The first one was in 2013, so Electron was not an option at the time, I needed
a runtime to run my webapp (in the healthcare industry, for many legal reasons
and budget, I could not and would not have it hosted on the internet, so I
needed it to be a desktop app). At the time it was webkit, and it already was
a great experience. The app was part C++, part Angular1, all the data was
stored locally in a sqlite db. The company is still running, and the app is on
the verge of being rewritten (basically because the new CTO is not much into
C++) with Electron.

Second project, started in 2016, originally a React Native app (IOS and
android), but many customers wanted a desktop/web version.

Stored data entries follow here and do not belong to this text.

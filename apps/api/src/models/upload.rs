use bytes::Bytes;

/// Document extensions the intake accepts, matching the storage backend's
/// allowlist.
pub const ALLOWED_EXTENSIONS: &[&str] = &["pdf", "doc", "docx"];

/// Upload size cap, mirroring the backend's 16 MiB content-length limit.
pub const MAX_UPLOAD_BYTES: usize = 16 * 1024 * 1024;

/// A document chosen for upload. Exclusively owned by the workflow machine
/// until submit, at which point it moves into the outbound parse request.
#[derive(Debug, Clone, PartialEq)]
pub struct SelectedFile {
    pub file_name: String,
    pub content_type: String,
    pub bytes: Bytes,
}

impl SelectedFile {
    /// Extension check against [`ALLOWED_EXTENSIONS`], case-insensitive.
    /// A name with no extension is rejected.
    pub fn has_allowed_extension(&self) -> bool {
        self.file_name
            .rsplit_once('.')
            .map(|(_, ext)| ALLOWED_EXTENSIONS.contains(&ext.to_ascii_lowercase().as_str()))
            .unwrap_or(false)
    }
}
//! Parse service client — submits one binary document and receives the raw
//! structured extraction.

use async_trait::async_trait;
use reqwest::multipart::{Form, Part};
use serde::Deserialize;
use tracing::debug;

use crate::clients::{build_http_client, ServiceError};
use crate::models::upload::SelectedFile;
use crate::profile::models::RawParseResult;

/// Response envelope of the parse service. The service answers with this
/// shape on every status code, so the flag is authoritative, not the status.
#[derive(Debug, Deserialize)]
struct ParseEnvelope {
    success: bool,
    #[serde(default)]
    data: Option<RawParseResult>,
    #[serde(default)]
    error: Option<String>,
}

#[async_trait]
pub trait ParseService: Send + Sync {
    /// Sends the document for extraction. Exactly one outbound request.
    async fn parse(&self, file: &SelectedFile) -> Result<RawParseResult, ServiceError>;
}

/// HTTP implementation posting `multipart/form-data` with one part named
/// `resume` to `{base}/upload/`.
pub struct HttpParseService {
    client: reqwest::Client,
    base_url: String,
}

impl HttpParseService {
    pub fn new(base_url: &str) -> Self {
        Self {
            client: build_http_client(),
            base_url: base_url.trim_end_matches('/').to_string(),
        }
    }
}

#[async_trait]
impl ParseService for HttpParseService {
    async fn parse(&self, file: &SelectedFile) -> Result<RawParseResult, ServiceError> {
        let part = Part::bytes(file.bytes.to_vec())
            .file_name(file.file_name.clone())
            .mime_str(&file.content_type)?;
        let form = Form::new().part("resume", part);

        debug!("Submitting '{}' to parse service", file.file_name);
        let response = self
            .client
            .post(format!("{}/upload/", self.base_url))
            .multipart(form)
            .send()
            .await?;

        let envelope: ParseEnvelope = response.json().await?;
        if envelope.success {
            Ok(envelope.data.unwrap_or_default())
        } else {
            Err(ServiceError::Rejected {
                reason: envelope
                    .error
                    .unwrap_or_else(|| "parse service reported a failure".to_string()),
            })
        }
    }
}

Web was a lot of
work because the app depends on storing data locally (sqlite again), so to
make it fast, I did a first prototype with Electron, spent a week on but I had
many issues with building native nodejs modules, so I dropped it and back
again on Qt, but today it's all chromium-based instead of webkit. So I wrote
the native part I needed in C++ (was fast and easy because the Qt library
covers a lot), bridged it to the application, and the port of the ReactNative
app was completed in less than 2 months.

I like Electron very much, but if you know C++, Qt is great competitor as a
webengine runtime. Of course, I had my share of issues with Qt, but I don't
feel like it would have been really better with Electron, whatever the
framework, there are always issues.

------
cpburns2009
Qt with or without QML should definitely be considered. Granted, I can't say
I've ever made more than a toy application in Qt (via Python and PySide).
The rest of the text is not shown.